## What the exercise asks
In the records below, how many lines hold the string "ActionUnavailable"? Give only the number.

Stored data entries:
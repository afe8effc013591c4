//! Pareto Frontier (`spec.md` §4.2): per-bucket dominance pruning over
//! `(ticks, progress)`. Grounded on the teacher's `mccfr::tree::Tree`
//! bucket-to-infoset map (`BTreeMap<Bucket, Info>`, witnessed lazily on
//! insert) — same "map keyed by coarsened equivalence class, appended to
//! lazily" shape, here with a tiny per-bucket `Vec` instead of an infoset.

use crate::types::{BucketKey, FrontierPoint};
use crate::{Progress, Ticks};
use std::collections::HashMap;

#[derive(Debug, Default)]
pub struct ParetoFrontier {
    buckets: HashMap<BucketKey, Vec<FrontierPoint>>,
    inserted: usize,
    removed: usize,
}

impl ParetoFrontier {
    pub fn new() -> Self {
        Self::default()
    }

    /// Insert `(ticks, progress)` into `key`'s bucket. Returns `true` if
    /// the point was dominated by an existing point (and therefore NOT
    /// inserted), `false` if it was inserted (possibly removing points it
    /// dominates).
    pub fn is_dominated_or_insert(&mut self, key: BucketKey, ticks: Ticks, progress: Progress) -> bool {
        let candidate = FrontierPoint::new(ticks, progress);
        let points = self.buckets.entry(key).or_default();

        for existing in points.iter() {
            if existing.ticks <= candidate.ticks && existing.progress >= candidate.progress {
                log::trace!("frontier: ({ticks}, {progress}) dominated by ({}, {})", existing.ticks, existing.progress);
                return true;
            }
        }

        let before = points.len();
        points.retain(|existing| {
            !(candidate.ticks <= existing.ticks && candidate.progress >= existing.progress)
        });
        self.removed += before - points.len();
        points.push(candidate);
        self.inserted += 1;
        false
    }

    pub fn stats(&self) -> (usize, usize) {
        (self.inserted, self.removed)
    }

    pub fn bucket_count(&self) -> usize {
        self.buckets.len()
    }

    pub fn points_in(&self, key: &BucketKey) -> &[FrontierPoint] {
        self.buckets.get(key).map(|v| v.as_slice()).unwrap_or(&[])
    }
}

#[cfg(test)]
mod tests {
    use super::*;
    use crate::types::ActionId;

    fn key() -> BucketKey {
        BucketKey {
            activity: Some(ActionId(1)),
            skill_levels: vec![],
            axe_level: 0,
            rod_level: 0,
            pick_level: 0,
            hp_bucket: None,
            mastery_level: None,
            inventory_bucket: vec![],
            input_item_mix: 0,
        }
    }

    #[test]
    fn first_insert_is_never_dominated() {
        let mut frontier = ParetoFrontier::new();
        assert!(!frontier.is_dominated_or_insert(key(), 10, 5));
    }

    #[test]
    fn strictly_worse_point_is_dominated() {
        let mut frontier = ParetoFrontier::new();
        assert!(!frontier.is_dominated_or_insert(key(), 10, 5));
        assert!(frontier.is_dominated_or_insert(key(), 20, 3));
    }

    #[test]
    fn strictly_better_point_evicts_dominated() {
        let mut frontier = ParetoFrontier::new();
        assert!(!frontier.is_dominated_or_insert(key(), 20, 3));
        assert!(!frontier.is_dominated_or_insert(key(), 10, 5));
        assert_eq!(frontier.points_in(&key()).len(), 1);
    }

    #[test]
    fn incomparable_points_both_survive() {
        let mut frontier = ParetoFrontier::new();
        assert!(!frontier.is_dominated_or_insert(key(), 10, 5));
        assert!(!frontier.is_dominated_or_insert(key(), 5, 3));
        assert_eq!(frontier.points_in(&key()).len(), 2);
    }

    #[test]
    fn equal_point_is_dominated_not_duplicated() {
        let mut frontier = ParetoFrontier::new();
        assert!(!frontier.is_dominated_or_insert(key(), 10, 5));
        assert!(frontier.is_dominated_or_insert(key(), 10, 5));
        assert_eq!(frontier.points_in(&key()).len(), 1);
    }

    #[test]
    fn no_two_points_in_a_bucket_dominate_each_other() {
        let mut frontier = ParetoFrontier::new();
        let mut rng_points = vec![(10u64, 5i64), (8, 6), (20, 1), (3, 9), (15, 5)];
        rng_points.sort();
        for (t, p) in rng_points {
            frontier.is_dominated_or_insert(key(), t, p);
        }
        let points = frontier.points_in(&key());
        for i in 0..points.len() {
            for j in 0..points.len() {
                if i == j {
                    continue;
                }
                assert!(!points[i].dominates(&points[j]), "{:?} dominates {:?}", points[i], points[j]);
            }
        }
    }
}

* * *

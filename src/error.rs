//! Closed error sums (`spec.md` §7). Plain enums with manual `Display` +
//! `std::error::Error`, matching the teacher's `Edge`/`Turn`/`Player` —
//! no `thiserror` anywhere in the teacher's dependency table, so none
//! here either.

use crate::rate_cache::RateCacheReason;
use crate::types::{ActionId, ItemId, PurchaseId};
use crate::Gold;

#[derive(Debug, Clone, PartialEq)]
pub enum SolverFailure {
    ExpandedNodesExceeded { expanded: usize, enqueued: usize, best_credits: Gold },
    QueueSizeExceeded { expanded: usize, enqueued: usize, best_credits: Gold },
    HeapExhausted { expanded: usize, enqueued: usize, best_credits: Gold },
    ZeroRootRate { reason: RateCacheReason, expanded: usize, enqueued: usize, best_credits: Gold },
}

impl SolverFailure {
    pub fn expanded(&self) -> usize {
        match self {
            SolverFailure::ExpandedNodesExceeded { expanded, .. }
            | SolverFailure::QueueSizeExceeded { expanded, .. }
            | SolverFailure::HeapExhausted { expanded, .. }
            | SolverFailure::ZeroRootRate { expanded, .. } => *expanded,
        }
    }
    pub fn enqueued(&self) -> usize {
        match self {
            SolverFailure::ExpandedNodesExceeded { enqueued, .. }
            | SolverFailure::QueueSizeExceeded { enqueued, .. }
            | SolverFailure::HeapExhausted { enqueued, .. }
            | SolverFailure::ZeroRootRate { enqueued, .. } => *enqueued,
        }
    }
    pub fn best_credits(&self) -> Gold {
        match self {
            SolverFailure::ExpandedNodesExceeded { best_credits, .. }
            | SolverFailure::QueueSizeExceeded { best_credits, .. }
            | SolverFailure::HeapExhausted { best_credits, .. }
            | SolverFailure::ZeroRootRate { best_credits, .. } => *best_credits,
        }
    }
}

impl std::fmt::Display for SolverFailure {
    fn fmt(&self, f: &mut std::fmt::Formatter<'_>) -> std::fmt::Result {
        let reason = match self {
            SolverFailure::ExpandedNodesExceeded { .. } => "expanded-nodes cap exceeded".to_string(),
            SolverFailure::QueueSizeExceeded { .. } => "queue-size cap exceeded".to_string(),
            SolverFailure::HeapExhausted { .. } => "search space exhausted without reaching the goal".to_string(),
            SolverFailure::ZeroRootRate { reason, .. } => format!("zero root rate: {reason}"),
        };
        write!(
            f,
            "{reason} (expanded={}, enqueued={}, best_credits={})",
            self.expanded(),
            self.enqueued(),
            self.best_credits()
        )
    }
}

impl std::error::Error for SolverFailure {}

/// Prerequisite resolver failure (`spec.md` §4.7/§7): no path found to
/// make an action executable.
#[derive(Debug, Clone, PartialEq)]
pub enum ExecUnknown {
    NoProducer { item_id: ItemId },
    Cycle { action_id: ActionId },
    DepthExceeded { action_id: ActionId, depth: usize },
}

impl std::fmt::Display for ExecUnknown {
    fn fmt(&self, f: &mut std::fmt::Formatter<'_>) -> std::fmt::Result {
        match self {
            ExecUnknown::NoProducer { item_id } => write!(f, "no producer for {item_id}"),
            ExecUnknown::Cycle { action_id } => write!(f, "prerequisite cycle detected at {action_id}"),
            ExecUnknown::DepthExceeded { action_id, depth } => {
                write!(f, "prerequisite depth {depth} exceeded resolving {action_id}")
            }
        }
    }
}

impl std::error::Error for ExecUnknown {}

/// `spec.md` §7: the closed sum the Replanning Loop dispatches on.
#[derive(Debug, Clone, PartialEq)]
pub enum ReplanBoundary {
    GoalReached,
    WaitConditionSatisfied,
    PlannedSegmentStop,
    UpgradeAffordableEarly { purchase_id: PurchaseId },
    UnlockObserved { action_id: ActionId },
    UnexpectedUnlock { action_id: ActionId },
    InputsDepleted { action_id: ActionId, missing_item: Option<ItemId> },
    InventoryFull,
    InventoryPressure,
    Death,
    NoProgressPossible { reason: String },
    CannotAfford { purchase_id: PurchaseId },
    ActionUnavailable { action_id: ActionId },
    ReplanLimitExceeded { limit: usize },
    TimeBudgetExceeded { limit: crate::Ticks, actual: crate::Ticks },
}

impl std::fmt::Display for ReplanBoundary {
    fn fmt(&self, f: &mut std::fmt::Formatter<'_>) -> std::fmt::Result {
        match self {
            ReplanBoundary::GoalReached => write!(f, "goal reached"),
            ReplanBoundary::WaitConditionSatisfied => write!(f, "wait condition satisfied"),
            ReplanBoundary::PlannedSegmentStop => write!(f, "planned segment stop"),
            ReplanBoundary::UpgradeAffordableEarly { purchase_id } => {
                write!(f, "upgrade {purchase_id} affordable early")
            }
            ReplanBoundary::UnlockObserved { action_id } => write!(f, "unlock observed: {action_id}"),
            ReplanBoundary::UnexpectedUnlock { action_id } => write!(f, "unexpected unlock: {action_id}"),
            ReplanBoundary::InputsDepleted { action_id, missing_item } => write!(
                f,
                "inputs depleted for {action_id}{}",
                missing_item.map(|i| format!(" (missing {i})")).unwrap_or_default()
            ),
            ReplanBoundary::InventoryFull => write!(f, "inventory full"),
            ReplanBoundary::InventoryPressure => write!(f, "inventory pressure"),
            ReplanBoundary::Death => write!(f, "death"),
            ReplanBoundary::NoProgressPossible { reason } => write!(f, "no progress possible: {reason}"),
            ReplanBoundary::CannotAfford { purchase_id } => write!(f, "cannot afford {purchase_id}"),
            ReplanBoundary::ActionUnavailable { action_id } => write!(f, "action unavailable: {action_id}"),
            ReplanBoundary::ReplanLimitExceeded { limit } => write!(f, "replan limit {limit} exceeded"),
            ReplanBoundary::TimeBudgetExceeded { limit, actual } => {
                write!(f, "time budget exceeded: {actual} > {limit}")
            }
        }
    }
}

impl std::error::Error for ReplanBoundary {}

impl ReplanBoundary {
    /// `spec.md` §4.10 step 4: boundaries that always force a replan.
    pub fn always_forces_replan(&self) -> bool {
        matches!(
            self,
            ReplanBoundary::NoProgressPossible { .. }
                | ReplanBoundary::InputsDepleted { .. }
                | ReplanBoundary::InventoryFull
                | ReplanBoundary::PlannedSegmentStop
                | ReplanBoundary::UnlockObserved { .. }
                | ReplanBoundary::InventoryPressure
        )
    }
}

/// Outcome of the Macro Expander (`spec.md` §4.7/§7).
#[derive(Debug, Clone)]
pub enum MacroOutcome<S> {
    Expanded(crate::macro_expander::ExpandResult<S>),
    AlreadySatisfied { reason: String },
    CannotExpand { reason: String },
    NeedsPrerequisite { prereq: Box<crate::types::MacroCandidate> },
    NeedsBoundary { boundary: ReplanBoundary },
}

## Answer section
2